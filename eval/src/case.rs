//! Case file parsing and validation.
//!
//! A case is a TOML file describing one experiment: game overrides, the world
//! generation policy, how many episodes to play with which player, and the
//! checks every episode is judged against. See `eval/cases/` for examples.

use std::fs;
use std::path::Path;

use anyhow::{Context, Result, anyhow, bail};
use mapworld::core::generator::GenerationPolicy;
use mapworld::io::config::GameConfig;
use serde::Deserialize;

use crate::config::apply_case_config;
use crate::judge::Check;

/// A parsed case file.
#[derive(Debug, Clone, Deserialize, PartialEq)]
pub struct CaseFile {
    pub case: CaseMeta,
    #[serde(default)]
    pub config: CaseConfig,
    pub experiment: Experiment,
    #[serde(default)]
    pub checks: Vec<Check>,
}

#[derive(Debug, Clone, Deserialize, PartialEq, Eq)]
pub struct CaseMeta {
    /// Unique identifier (slug format: `[a-z0-9_-]+`).
    pub id: String,
    pub description: String,
}

/// Game configuration overrides for the case.
#[derive(Debug, Clone, Default, Deserialize, PartialEq, Eq)]
pub struct CaseConfig {
    pub max_turns: Option<u32>,
    pub reprompt: Option<bool>,
    pub detect_loops: Option<bool>,
    pub graph_reasoning: Option<bool>,
    pub move_regex: Option<String>,
    pub stop_regex: Option<String>,
    /// Replaces the whole generation policy; unset fields take policy defaults.
    pub generation: Option<GenerationPolicy>,
}

#[derive(Debug, Clone, Deserialize, PartialEq)]
pub struct Experiment {
    #[serde(default = "default_episodes")]
    pub episodes: u32,
    /// Root seed; every episode derives its own world and player seed from it.
    #[serde(default)]
    pub seed: u64,
    pub player: PlayerSpec,
}

fn default_episodes() -> u32 {
    1
}

/// Which mover plays the episodes.
#[derive(Debug, Clone, Deserialize, PartialEq)]
#[serde(tag = "type", rename_all = "snake_case")]
pub enum PlayerSpec {
    /// Always takes a shortest-exploration move, then says DONE.
    Oracle,
    /// Random legal direction each turn; says DONE with `stop_probability`.
    Random {
        #[serde(default)]
        stop_probability: f64,
    },
    /// Replays the same responses in every episode.
    Scripted { responses: Vec<String> },
}

impl PlayerSpec {
    pub fn name(&self) -> &'static str {
        match self {
            PlayerSpec::Oracle => "oracle",
            PlayerSpec::Random { .. } => "random",
            PlayerSpec::Scripted { .. } => "scripted",
        }
    }
}

impl CaseFile {
    /// Load and validate a case file from the given path.
    pub fn load(path: &Path) -> Result<Self> {
        let contents =
            fs::read_to_string(path).with_context(|| format!("read case {}", path.display()))?;
        let case: CaseFile =
            toml::from_str(&contents).with_context(|| format!("parse case {}", path.display()))?;
        case.validate()
            .with_context(|| format!("validate case {}", path.display()))?;
        Ok(case)
    }

    #[cfg(test)]
    pub fn parse_str(contents: &str) -> Result<Self> {
        let case: CaseFile = toml::from_str(contents).context("parse case")?;
        case.validate()?;
        Ok(case)
    }

    /// The game configuration this case plays under.
    pub fn game_config(&self) -> Result<GameConfig> {
        apply_case_config(GameConfig::default(), &self.config)
    }

    fn validate(&self) -> Result<()> {
        validate_case_id(&self.case.id)?;
        if self.case.description.trim().is_empty() {
            bail!("case.description must be non-empty");
        }
        if self.experiment.episodes == 0 {
            bail!("experiment.episodes must be > 0");
        }
        match &self.experiment.player {
            PlayerSpec::Oracle => {}
            PlayerSpec::Random { stop_probability } => {
                if !(0.0..=1.0).contains(stop_probability) {
                    bail!("experiment.player.stop_probability must be within [0, 1]");
                }
            }
            PlayerSpec::Scripted { responses } => {
                if responses.is_empty() {
                    bail!("experiment.player.responses must be a non-empty array");
                }
            }
        }
        self.game_config().context("config overrides invalid")?;
        for (index, check) in self.checks.iter().enumerate() {
            check
                .validate()
                .with_context(|| format!("checks[{}] invalid", index))?;
        }
        Ok(())
    }
}

/// Discover and load all case files from a directory.
///
/// Returns cases sorted by id. Errors if duplicate ids are found.
pub fn discover_cases(dir: &Path) -> Result<Vec<CaseFile>> {
    if !dir.exists() {
        return Ok(Vec::new());
    }
    let mut cases = Vec::new();
    for entry in fs::read_dir(dir).with_context(|| format!("read cases dir {}", dir.display()))? {
        let entry = entry.context("read case entry")?;
        let path = entry.path();
        if path.extension().and_then(|ext| ext.to_str()) != Some("toml") {
            continue;
        }
        cases.push(CaseFile::load(&path)?);
    }
    cases.sort_by(|left, right| left.case.id.cmp(&right.case.id));
    for pair in cases.windows(2) {
        if pair[0].case.id == pair[1].case.id {
            return Err(anyhow!("duplicate case.id {}", pair[0].case.id));
        }
    }
    Ok(cases)
}

pub fn validate_case_id(id: &str) -> Result<()> {
    if id.trim().is_empty() {
        bail!("case.id must be non-empty");
    }
    if id.contains('/') || id.contains('\\') {
        bail!("case.id must not contain path separators");
    }
    if id.contains("..") {
        bail!("case.id must not contain '..'");
    }
    if !id
        .chars()
        .all(|ch| ch.is_ascii_lowercase() || ch.is_ascii_digit() || ch == '-' || ch == '_')
    {
        bail!("case.id must use [a-z0-9_-] only");
    }
    Ok(())
}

■ PROBLEM DETAILS: Without any alteration, repeat each entry shown above.

■ RESPONSE TO THIS TASK:
filename eval/src/case.rs
//! Case file parsing and validation.
//!
//! A case is a TOML file describing one experiment: game overrides, the world
//! generation policy, how many episodes to play with which player, and the
//! checks every episode is judged against. See `eval/cases/` for examples.

use std::fs;
use std::path::Path;

use anyhow::{Context, Result, anyhow, bail};
use mapworld::core::generator::GenerationPolicy;
use mapworld::io::config::GameConfig;
use serde::Deserialize;

use crate::config::apply_case_config;
use crate::judge::Check;

/// A parsed case file.
#[derive(Debug, Clone, Deserialize, PartialEq)]
pub struct CaseFile {
    pub case: CaseMeta,
    #[serde(default)]
    pub config: CaseConfig,
    pub experiment: Experiment,
    #[serde(default)]
    pub checks: Vec<Check>,
}

#[derive(Debug, Clone, Deserialize, PartialEq, Eq)]
pub struct CaseMeta {
    /// Unique identifier (slug format: `[a-z0-9_-]+`).
    pub id: String,
    pub description: String,
}

/// Game configuration overrides for the case.
#[derive(Debug, Clone, Default, Deserialize, PartialEq, Eq)]
pub struct CaseConfig {
    pub max_turns: Option<u32>,
    pub reprompt: Option<bool>,
    pub detect_loops: Option<bool>,
    pub graph_reasoning: Option<bool>,
    pub move_regex: Option<String>,
    pub stop_regex: Option<String>,
    /// Replaces the whole generation policy; unset fields take policy defaults.
    pub generation: Option<GenerationPolicy>,
}

#[derive(Debug, Clone, Deserialize, PartialEq)]
pub struct Experiment {
    #[serde(default = "default_episodes")]
    pub episodes: u32,
    /// Root seed; every episode derives its own world and player seed from it.
    #[serde(default)]
    pub seed: u64,
    pub player: PlayerSpec,
}

fn default_episodes() -> u32 {
    1
}

/// Which mover plays the episodes.
#[derive(Debug, Clone, Deserialize, PartialEq)]
#[serde(tag = "type", rename_all = "snake_case")]
pub enum PlayerSpec {
    /// Always takes a shortest-exploration move, then says DONE.
    Oracle,
    /// Random legal direction each turn; says DONE with `stop_probability`.
    Random {
        #[serde(default)]
        stop_probability: f64,
    },
    /// Replays the same responses in every episode.
    Scripted { responses: Vec<String> },
}

impl PlayerSpec {
    pub fn name(&self) -> &'static str {
        match self {
            PlayerSpec::Oracle => "oracle",
            PlayerSpec::Random { .. } => "random",
            PlayerSpec::Scripted { .. } => "scripted",
        }
    }
}

impl CaseFile {
    /// Load and validate a case file from the given path.
    pub fn load(path: &Path) -> Result<Self> {
        let contents =
            fs::read_to_string(path).with_context(|| format!("read case {}", path.display()))?;
        let case: CaseFile =
            toml::from_str(&contents).with_context(|| format!("parse case {}", path.display()))?;
        case.validate()
            .with_context(|| format!("validate case {}", path.display()))?;
        Ok(case)
    }

    #[cfg(test)]
    pub fn parse_str(contents: &str) -> Result<Self> {
        let case: CaseFile = toml::from_str(contents).context("parse case")?;
        case.validate()?;
        Ok(case)
    }

    /// The game configuration this case plays under.
    pub fn game_config(&self) -> Result<GameConfig> {
        apply_case_config(GameConfig::default(), &self.config)
    }

    fn validate(&self) -> Result<()> {
        validate_case_id(&self.case.id)?;
        if self.case.description.trim().is_empty() {
            bail!("case.description must be non-empty");
        }
        if self.experiment.episodes == 0 {
            bail!("experiment.episodes must be > 0");
        }
        match &self.experiment.player {
            PlayerSpec::Oracle => {}
            PlayerSpec::Random { stop_probability } => {
                if !(0.0..=1.0).contains(stop_probability) {
                    bail!("experiment.player.stop_probability must be within [0, 1]");
                }
            }
            PlayerSpec::Scripted { responses } => {
                if responses.is_empty() {
                    bail!("experiment.player.responses must be a non-empty array");
                }
            }
        }
        self.game_config().context("config overrides invalid")?;
        for (index, check) in self.checks.iter().enumerate() {
            check
                .validate()
                .with_context(|| format!("checks[{}] invalid", index))?;
        }
        Ok(())
    }
}

/// Discover and load all case files from a directory.
///
/// Returns cases sorted by id. Errors if duplicate ids are found.
pub fn discover_cases(dir: &Path) -> Result<Vec<CaseFile>> {
    if !dir.exists() {
        return Ok(Vec::new());
    }
    let mut cases = Vec::new();
    for entry in fs::read_dir(dir).with_context(|| format!("read cases dir {}", dir.display()))? {
        let entry = entry.context("read case entry")?;
        let path = entry.path();
        if path.extension().and_then(|ext| ext.to_str()) != Some("toml") {
            continue;
        }
        cases.push(CaseFile::load(&path)?);
    }
    cases.sort_by(|left, right| left.case.id.cmp(&right.case.id));
    for pair in cases.windows(2) {
        if pair[0].case.id == pair[1].case.id {
            return Err(anyhow!("duplicate case.id {}", pair[0].case.id));
        }
    }
    Ok(cases)
}

pub fn validate_case_id(id: &str) -> Result<()> {
    if id.trim().is_empty() {
        bail!("case.id must be non-empty");
    }
    if id.contains('/') || id.contains('\\') {
        bail!("case.id must not contain path separators");
    }
    if id.contains("..") {
        bail!("case.id must not contain '..'");
    }
    if !id
        .chars()
        .all(|ch| ch.is_ascii_lowercase() || ch.is_ascii_digit() || ch == '-' || ch == '_')
    {
        bail!("case.id must use [a-z0-9_-] only");
    }
    Ok(())
}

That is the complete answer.